Recent years have seen a proliferation in the number of electric cars on the roads, with nickel a key component in the batteries that power them. This has driven a concurrent increase in demand for nickel. However, with consumers becoming increasingly environmentally-aware, and time running out to find solutions to the planet’s climate crisis, the market for sustainable nickel has never been bigger.

Tesla CEO Elon Musk, addressing this changing paradigm, has called for mining companies to extract nickel “efficiently and in an environmentally sensitive way”.

Norilsk Nickel is now planning on doing just that.

It is a particularly prescient time to be entering the carbon-neutral market, given that the European Union is set to introduce carbon import levies (known as the carbon border adjustment mechanism, CBAM) by 2023.

The levy is designed to hit firms making insufficient efforts to combat climate change.

The wait for carbon-neutral nickel is over

Nornickel plans to produce 10,000 tonnes of carbon-neutral nickel this year, out of a projected production total of 200,000 tonnes. To achieve this, the company has taken extensive measures aimed at reducing emissions. These include replacing ageing turbines with more efficient ones and adopting a new policy on increasing energy efficiency and optimising energy consumption.

“Without waiting for major technological breakthroughs in the field of reducing the carbon footprint, we focused on specific offsetting measures that we can implement now,” explains Dubovitsky.

As a result of these measures, 46 per cent of Nornickel’s electricity consumption now comes from renewable sources. This is projected to reduce emissions by 60-70,000 tonnes of carbon dioxide by the end of 2022 – and, according to Nornickel’s estimates, by as much as 350,000 tonnes annually by 2025.

All of this builds on the work done by Nornickel in the past few years to reduce its carbon footprint. Since 2019, Nornickel has reduced emissions by more than 70,000 tonnes as a result of the company shifting its focus to becoming more environmentally efficient.

Today, the company has one of the lowest levels of emissions in the industry.

These positive reforms, in conjunction with its foray into carbon-neutral nickel, should help solidify Nornickel’s status as a leader in environmentally-friendly mining.

Because of this, Dubovitsky expects Nornickel’s carbon-neutral product to gain its own brand and attain what he calls “premium” status.
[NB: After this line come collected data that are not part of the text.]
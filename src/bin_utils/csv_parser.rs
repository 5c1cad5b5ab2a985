use std::io::Read;

use csv::{DeserializeRecordsIntoIter, Trim};
use serde::Deserialize;

use crate::wallet::Amount;

#[derive(Debug, Clone, Copy, PartialEq, Eq, Deserialize)]
#[serde(rename_all = "lowercase")]
pub enum InstructionKind {
    Register,
    Deposit,
    Eft,
    Send,
    Goods,
    Buy,
}

/// One row of the batch file. Which columns are used depends on `kind`.
#[derive(Debug, Deserialize)]
pub struct Instruction {
    #[serde(rename = "type")]
    pub kind: InstructionKind,
    pub msisdn: Option<String>,
    pub name: Option<String>,
    pub pin: Option<String>,
    pub target: Option<String>,
    pub amount: Option<Amount>,
    pub reference: Option<String>,
}

/// Parses an instruction list in CSV format, yielding each row with the
/// line it started on. Malformed rows are yielded as errors and parsing
/// continues with the next row.
pub struct CsvInstructionParser<R> {
    iter: DeserializeRecordsIntoIter<R, Instruction>,
}

impl<R> CsvInstructionParser<R>
where
    R: Read,
{
    pub fn new(source: R) -> Self {
        let reader = csv::ReaderBuilder::new()
            .trim(Trim::All)
            .flexible(true)
            .from_reader(source);

        Self {
            iter: reader.into_deserialize(),
        }
    }
}

impl<R> Iterator for CsvInstructionParser<R>
where
    R: Read,
{
    type Item = (u64, Result<Instruction, csv::Error>);

    fn next(&mut self) -> Option<Self::Item> {
        let curr_line = self.iter.reader().position().line();
        self.iter.next().map(|row| (curr_line, row))
    }
}
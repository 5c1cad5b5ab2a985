use std::{fs::File, path::PathBuf};

use anyhow::{Context, Result};
use clap::Parser;
use taxiching_ledger::{BankConfig, bin_utils::Service};
use tracing_subscriber::EnvFilter;

/// Runs a batch of wallet instructions and prints the resulting wallets as CSV
#[derive(Parser)]
#[command(name = "taxiching", version, about, long_about = None)]
struct Cli {
    /// CSV file with columns type,msisdn,name,pin,target,amount,reference
    instructions: PathBuf,
    /// JSON configuration file
    #[arg(long, env = "TAXICHING_CONFIG")]
    config: Option<PathBuf>,
    /// Log at debug level unless RUST_LOG says otherwise
    #[arg(long)]
    debug: bool,
}

fn main() -> Result<()> {
    let cli = Cli::parse();

    let default_level = if cli.debug { "debug" } else { "warn" };
    tracing_subscriber::fmt()
        .with_env_filter(
            EnvFilter::try_from_default_env().unwrap_or_else(|_| EnvFilter::new(default_level)),
        )
        .with_writer(std::io::stderr)
        .init();

    let config = BankConfig::load(cli.config.as_deref()).context("Failed to load config")?;
    let file = File::open(&cli.instructions)
        .with_context(|| format!("Failed to open `{}`", cli.instructions.display()))?;

    let service = Service {
        config,
        input: file,
        output: &mut std::io::stdout(),
        error_printer: Box::new(|line, err| eprintln!("Error at line {line}: {err}")),
    };
    service.run()
}
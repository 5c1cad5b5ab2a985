//! Bank configuration.
//!
//! Loaded from an optional JSON file, then overridden from the environment:
//! ```json
//! {
//!   "admin": { "msisdn": "27824526299", "name": "admin", "password": "admin" },
//!   "bankWalletMinBalance": -100000000,
//!   "sessionTtlSecs": 300,
//!   "statementSize": 10,
//!   "storage": { "kind": "jsonFile", "dir": "/var/lib/taxiching" }
//! }
//! ```

use std::{
    fs,
    path::{Path, PathBuf},
};

use chrono::TimeDelta;
use serde::{Deserialize, Serialize};
use thiserror::Error;

use crate::{
    session::DEFAULT_TTL_SECS,
    user::{validate_msisdn, validate_name, validate_password},
    wallet::Amount,
};

pub const ENV_ADMIN_PASSWORD: &str = "TAXICHING_ADMIN_PASSWORD";
pub const ENV_SESSION_TTL_SECS: &str = "TAXICHING_SESSION_TTL_SECS";
pub const ENV_STORAGE_DIR: &str = "TAXICHING_STORAGE_DIR";

#[derive(Debug, Error)]
pub enum ConfigError {
    #[error("Failed to read config `{path}`: {source}")]
    Read {
        path: PathBuf,
        source: std::io::Error,
    },
    #[error("Malformed config `{path}`: {source}")]
    Parse {
        path: PathBuf,
        source: serde_json::Error,
    },
    #[error("Invalid value \"{value}\" in {name}")]
    Env { name: &'static str, value: String },
    #[error("Invalid config: {0}")]
    Invalid(String),
}

#[derive(Debug, Clone, Serialize, Deserialize)]
#[serde(rename_all = "camelCase", default)]
pub struct AdminConfig {
    pub msisdn: String,
    pub name: String,
    pub password: String,
}

impl Default for AdminConfig {
    fn default() -> Self {
        Self {
            msisdn: "27824526299".to_string(),
            name: "admin".to_string(),
            password: "admin".to_string(),
        }
    }
}

/// Which wallet and user backend the bank is composed with.
#[derive(Debug, Clone, Default, PartialEq, Eq, Serialize, Deserialize)]
#[serde(tag = "kind", rename_all = "camelCase")]
pub enum StorageConfig {
    #[default]
    Memory,
    /// `users.json` and `wallets.json` inside `dir`.
    JsonFile { dir: PathBuf },
}

#[derive(Debug, Clone, Serialize, Deserialize)]
#[serde(rename_all = "camelCase", default)]
pub struct BankConfig {
    pub admin: AdminConfig,
    /// Floor of the bank float wallet that funds deposits.
    pub bank_wallet_min_balance: Amount,
    pub session_ttl_secs: i64,
    /// Number of recent entries shown on a mini statement.
    pub statement_size: usize,
    pub storage: StorageConfig,
}

impl Default for BankConfig {
    fn default() -> Self {
        Self {
            admin: AdminConfig::default(),
            bank_wallet_min_balance: -100_000_000,
            session_ttl_secs: DEFAULT_TTL_SECS,
            statement_size: 10,
            storage: StorageConfig::Memory,
        }
    }
}

impl BankConfig {
    pub fn load(path: Option<&Path>) -> Result<Self, ConfigError> {
        Self::load_with_env(path, |name| std::env::var(name).ok())
    }

    pub fn load_with_env(
        path: Option<&Path>,
        env: impl Fn(&str) -> Option<String>,
    ) -> Result<Self, ConfigError> {
        let mut config = match path {
            Some(path) => {
                let content = fs::read_to_string(path).map_err(|source| ConfigError::Read {
                    path: path.to_path_buf(),
                    source,
                })?;
                serde_json::from_str(&content).map_err(|source| ConfigError::Parse {
                    path: path.to_path_buf(),
                    source,
                })?
            }
            None => Self::default(),
        };

        if let Some(password) = env(ENV_ADMIN_PASSWORD) {
            config.admin.password = password;
        }
        if let Some(value) = env(ENV_SESSION_TTL_SECS) {
            config.session_ttl_secs = value.trim().parse().map_err(|_| ConfigError::Env {
                name: ENV_SESSION_TTL_SECS,
                value,
            })?;
        }
        if let Some(dir) = env(ENV_STORAGE_DIR) {
            config.storage = StorageConfig::JsonFile { dir: dir.into() };
        }

        config.validate()?;
        Ok(config)
    }

    pub fn validate(&self) -> Result<(), ConfigError> {
        if self.bank_wallet_min_balance > 0 {
            return Err(ConfigError::Invalid(format!(
                "bankWalletMinBalance must not be positive, got {}",
                self.bank_wallet_min_balance
            )));
        }
        if self.session_ttl_secs <= 0 {
            return Err(ConfigError::Invalid(format!(
                "sessionTtlSecs must be positive, got {}",
                self.session_ttl_secs
            )));
        }
        if self.statement_size == 0 {
            return Err(ConfigError::Invalid(
                "statementSize must be positive".to_string(),
            ));
        }
        validate_msisdn(&self.admin.msisdn)
            .and_then(|_| validate_name(&self.admin.name))
            .and_then(|_| validate_password(&self.admin.password))
            .map_err(|err| ConfigError::Invalid(format!("admin: {err}")))?;
        Ok(())
    }

    pub fn session_ttl(&self) -> TimeDelta {
        TimeDelta::seconds(self.session_ttl_secs)
    }
}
“Since this product has additional value for customers and investors, it should be premium…we are only preparing to test this product with customers and do not set ourselves any price targets. Based on the release of the pilot batch, we will receive feedback from the market.”

Transparency through tokenisation

Nornickel has also in recent months been boosting its tokenisation efforts. Tokenisation – the conversion of physical assets into digital form with the use of blockchain technology – can allow companies like Nornickel, with wide-reaching environmental goals, to create additional value for environmentally-friendly products by adding a layer of openness, transparency and verifiability.

Buyers are able to see the origin of all the products they are buying at every stage of production up to disposal.

Interros, Nornickel’s biggest shareholder, is investing in Atomyze, a blockchain platform, to facilitate this goal.

“Our own platforms for tokenisation are an element of a fully-fledged infrastructure for the digital economy, which is important from the point of view of ensuring the digital equality of Russia with the world’s largest economies,” says Sergey Batekhin, head of Interros.

Since late last year, Nornickel has been issuing tokens for metals on Atomyze, to be traded on the London and Frankfurt stock exchanges. Several other major Russian companies are adopting this practice.

The combination of greatly reducing emissions, experimenting with carbon-neutral nickel and tokenising its assets can all propel Nornickel to the forefront of environmentally-friendly, sustainable large corporations.

With quick, decisive and impactful actions needed to mitigate the effects of climate change, Nornickel increasingly looks like a model for other corporations to emulate.